Even before the GAA banned all inter-county training, Liam Cahill (pictured above) had released his Déise hurlers from formal sessions.
“We’re getting a dab hand now at all of these Zoom meetings,” he said. “We try to meet collectively once every week as a group.”
Waterford had been due to host Cahill’s native Tipperary in the Munster SHC on Sunday.But with no county games expected until October, at the earliest, Cahill thought it would be wrong to keep his team in training.
“Keeping physically active and keeping your mental health right is very important,” he said.
“But it can also be a mental burden, that feeling that you have to be constantly on training to meet the demands of Championship hurling. That was why we cancelled training. It’s a balancing act and we’ve asked them not to lose total accountability, but to realise we’ve taken away that rigid strictness of a training programme.”
Cahill believes we may all have to learn to live with the Covid-19 threat.
“There’s risk in everything we do,” he said. “It could very well be a case that, as a nation, how do we learn to live alongside this in some form or fashion.”

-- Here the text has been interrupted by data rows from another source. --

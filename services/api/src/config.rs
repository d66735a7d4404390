//! services/api/src/config.rs
//!
//! Defines the application's configuration structure and loading logic.
//!
//! All configuration is loaded from environment variables at startup. The `.env`
//! file is used for local development.

use std::net::SocketAddr;
use std::str::FromStr;
use std::time::Duration;
use tracing::Level;

/// A custom error type for configuration loading failures.
#[derive(Debug, thiserror::Error)]
pub enum ConfigError {
    #[error("Missing the environment variable {0}")]
    MissingVar(String),
    #[error("Invalid value for the environment variable {0}: {1}")]
    InvalidValue(String, String),
}

/// Holds all configuration loaded from the environment at startup.
#[derive(Clone, Debug)]
pub struct Config {
    pub bind_address: SocketAddr,
    pub database_url: String,
    pub db_max_connections: u32,
    pub log_level: Level,
    pub frontend_url: String,
    pub search_service_url: String,
    pub search_timeout: Duration,
    pub sqids_alphabet: Option<String>,
    pub sqids_min_length: u8,
    /// The term new timetables are created for.
    pub acad_year: i32,
    pub semester: i32,
}

impl Config {
    /// Loads configuration from environment variables.
    ///
    /// It will look for a `.env` file in the current directory for development,
    /// but this is skipped in test environments to ensure tests are hermetic.
    pub fn from_env() -> Result<Self, ConfigError> {
        // Only load from .env in non-test mode to avoid contamination.
        if !cfg!(test) {
            dotenvy::dotenv().ok();
        }
        Self::from_lookup(|key| std::env::var(key).ok())
    }

    /// Builds the configuration from any key lookup.
    pub fn from_lookup<F>(lookup: F) -> Result<Self, ConfigError>
    where
        F: Fn(&str) -> Option<String>,
    {
        let required =
            |key: &str| lookup(key).ok_or_else(|| ConfigError::MissingVar(key.to_string()));
        let or_default =
            |key: &str, default: &str| lookup(key).unwrap_or_else(|| default.to_string());

        // --- Load Server and Database Settings ---
        let bind_address = parse_var("BIND_ADDRESS", &or_default("BIND_ADDRESS", "0.0.0.0:3000"))?;
        let database_url = required("DATABASE_URL")?;
        let db_max_connections =
            parse_var("DB_MAX_CONNECTIONS", &or_default("DB_MAX_CONNECTIONS", "5"))?;

        let log_level_str = or_default("RUST_LOG", "INFO");
        let log_level = log_level_str.parse::<Level>().map_err(|_| {
            ConfigError::InvalidValue(
                "RUST_LOG".to_string(),
                format!("'{}' is not a valid log level", log_level_str),
            )
        })?;

        let frontend_url = or_default("FRONTEND_URL", "http://localhost:5173");

        // --- Load Search Service Settings ---
        let search_service_url = required("SEARCH_SERVICE_URL")?
            .trim_end_matches('/')
            .to_string();
        let search_timeout_secs: u64 =
            parse_var("SEARCH_TIMEOUT_SECS", &or_default("SEARCH_TIMEOUT_SECS", "10"))?;

        // --- Load Id Obfuscation Settings ---
        let sqids_alphabet = lookup("SQIDS_ALPHABET");
        let sqids_min_length = parse_var("SQIDS_MIN_LENGTH", &or_default("SQIDS_MIN_LENGTH", "8"))?;

        // --- Load Catalog Term ---
        let acad_year = parse_var("ACAD_YEAR", &required("ACAD_YEAR")?)?;
        let semester = parse_var("SEMESTER", &required("SEMESTER")?)?;

        Ok(Self {
            bind_address,
            database_url,
            db_max_connections,
            log_level,
            frontend_url,
            search_service_url,
            search_timeout: Duration::from_secs(search_timeout_secs),
            sqids_alphabet,
            sqids_min_length,
            acad_year,
            semester,
        })
    }
}

fn parse_var<T>(key: &str, raw: &str) -> Result<T, ConfigError>
where
    T: FromStr,
    T::Err: std::fmt::Display,
{
    raw.parse::<T>()
        .map_err(|e| ConfigError::InvalidValue(key.to_string(), e.to_string()))
}

#[cfg(test)]
mod tests {
    use super::*;
    use std::collections::HashMap;

    fn lookup(pairs: &[(&str, &str)]) -> impl Fn(&str) -> Option<String> {
        let map: HashMap<String, String> = pairs
            .iter()
            .map(|(k, v)| (k.to_string(), v.to_string()))
            .collect();
        move |key: &str| map.get(key).cloned()
    }

    const REQUIRED: [(&str, &str); 4] = [
        ("DATABASE_URL", "postgres://localhost/timetables"),
        ("SEARCH_SERVICE_URL", "http://search:4000/"),
        ("ACAD_YEAR", "2024"),
        ("SEMESTER", "2"),
    ];

    #[test]
    fn defaults_fill_everything_optional() {
        let config = Config::from_lookup(lookup(&REQUIRED)).unwrap();
        assert_eq!(config.bind_address, "0.0.0.0:3000".parse::<SocketAddr>().unwrap());
        assert_eq!(config.log_level, Level::INFO);
        assert_eq!(config.search_service_url, "http://search:4000");
        assert_eq!(config.search_timeout, Duration::from_secs(10));
        assert_eq!(config.sqids_min_length, 8);
        assert_eq!((config.acad_year, config.semester), (2024, 2));
        assert!(config.sqids_alphabet.is_none());
    }

    #[test]
    fn missing_search_url_is_reported_by_name() {
        let pairs: Vec<_> = REQUIRED
            .iter()
            .copied()
            .filter(|(k, _)| *k != "SEARCH_SERVICE_URL")
            .collect();
        match Config::from_lookup(lookup(&pairs)) {
            Err(ConfigError::MissingVar(var)) => assert_eq!(var, "SEARCH_SERVICE_URL"),
            other => panic!("unexpected result: {other:?}"),
        }
    }

    #[test]
    fn malformed_numbers_are_invalid_values() {
        let mut pairs = REQUIRED.to_vec();
        pairs.push(("SEARCH_TIMEOUT_SECS", "soon"));
        assert!(matches!(
            Config::from_lookup(lookup(&pairs)),
            Err(ConfigError::InvalidValue(var, _)) if var == "SEARCH_TIMEOUT_SECS"
        ));
    }
}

Meanwhile, on the soccer front, Waterford FC manager Alan Reynolds is considering his position after the club decided to layoff its players until the Covid-19 rules allow the League of Ireland to return.
Reynolds was highly crfitical of the club’s decision to inform the players of the temporary layoff in an an email. He said it was a disgrace and he was unsure whether he would return as manager.
“I’ve said what I had to say, I’m just a little bit disappointed,” he expalined. “I suppose what hasn’t come out is that we have been on the 70/30 Covid scheme (with the club topping up the government’s emergency subvention) for the last eight or nine weeks. People might be thinking we were getting paid as normal but that is not the case.”
The Bllues have not played for eleven weeks but Reynolds and his staff have continued to engage remotely with the players.
“It was important to give the players guidelines, information and programmes to work with and we’ll continue to do that,” said the manager.